*** Begin section ***

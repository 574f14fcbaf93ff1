//! Catalog loader.
//!
//! Reads the listing catalog once at startup from a local file or an
//! `http(s)://` URL. Failure is never fatal: [`load_catalog`] logs the cause
//! and hands back the empty catalog so the widget keeps working.

use std::path::Path;

use concierge_types::catalog::CatalogSnapshot;
use concierge_types::error::CatalogError;
use serde_json::Value;

/// Load the catalog, falling back to the empty catalog on any failure.
pub async fn load_catalog(source: &str) -> CatalogSnapshot {
    match fetch_catalog(source).await {
        Ok(catalog) => {
            tracing::info!(
                source,
                listings = catalog.listing_count(),
                "Catalog loaded"
            );
            catalog
        }
        Err(err) => {
            tracing::error!(error = %err, "Failed to load catalog, continuing with an empty catalog");
            CatalogSnapshot::empty()
        }
    }
}

/// Load and decode the catalog, reporting why it could not be read.
pub async fn fetch_catalog(source: &str) -> Result<CatalogSnapshot, CatalogError> {
    let body = if is_remote(source) {
        fetch_remote(source).await?
    } else {
        read_local(Path::new(source)).await?
    };

    serde_json::from_str::<Value>(&body)
        .map(CatalogSnapshot::new)
        .map_err(|e| CatalogError::Decode {
            source_name: source.to_string(),
            message: e.to_string(),
        })
}

fn is_remote(source: &str) -> bool {
    source.starts_with("http://") || source.starts_with("https://")
}

async fn fetch_remote(url: &str) -> Result<String, CatalogError> {
    let fetch_err = |e: reqwest::Error| CatalogError::Fetch {
        source_name: url.to_string(),
        message: e.to_string(),
    };

    let response = reqwest::get(url).await.map_err(fetch_err)?;
    let status = response.status();
    if !status.is_success() {
        return Err(CatalogError::Status {
            source_name: url.to_string(),
            status: status.as_u16(),
        });
    }
    response.text().await.map_err(fetch_err)
}

async fn read_local(path: &Path) -> Result<String, CatalogError> {
    tokio::fs::read_to_string(path)
        .await
        .map_err(|e| CatalogError::Fetch {
            source_name: path.display().to_string(),
            message: e.to_string(),
        })
}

*** End section ***

Your task is to restate all of the records above word for word.

ANSWER TO THIS PROBLEM ::
repository 574f14fcbaf93ff1
//! Catalog loader.
//!
//! Reads the listing catalog once at startup from a local file or an
//! `http(s)://` URL. Failure is never fatal: [`load_catalog`] logs the cause
//! and hands back the empty catalog so the widget keeps working.

use std::path::Path;

use concierge_types::catalog::CatalogSnapshot;
use concierge_types::error::CatalogError;
use serde_json::Value;

/// Load the catalog, falling back to the empty catalog on any failure.
pub async fn load_catalog(source: &str) -> CatalogSnapshot {
    match fetch_catalog(source).await {
        Ok(catalog) => {
            tracing::info!(
                source,
                listings = catalog.listing_count(),
                "Catalog loaded"
            );
            catalog
        }
        Err(err) => {
            tracing::error!(error = %err, "Failed to load catalog, continuing with an empty catalog");
            CatalogSnapshot::empty()
        }
    }
}

/// Load and decode the catalog, reporting why it could not be read.
pub async fn fetch_catalog(source: &str) -> Result<CatalogSnapshot, CatalogError> {
    let body = if is_remote(source) {
        fetch_remote(source).await?
    } else {
        read_local(Path::new(source)).await?
    };

    serde_json::from_str::<Value>(&body)
        .map(CatalogSnapshot::new)
        .map_err(|e| CatalogError::Decode {
            source_name: source.to_string(),
            message: e.to_string(),
        })
}

fn is_remote(source: &str) -> bool {
    source.starts_with("http://") || source.starts_with("https://")
}

async fn fetch_remote(url: &str) -> Result<String, CatalogError> {
    let fetch_err = |e: reqwest::Error| CatalogError::Fetch {
        source_name: url.to_string(),
        message: e.to_string(),
    };

    let response = reqwest::get(url).await.map_err(fetch_err)?;
    let status = response.status();
    if !status.is_success() {
        return Err(CatalogError::Status {
            source_name: url.to_string(),
            status: status.as_u16(),
        });
    }
    response.text().await.map_err(fetch_err)
}

async fn read_local(path: &Path) -> Result<String, CatalogError> {
    tokio::fs::read_to_string(path)
        .await
        .map_err(|e| CatalogError::Fetch {
            source_name: path.display().to_string(),
            message: e.to_string(),
        })
}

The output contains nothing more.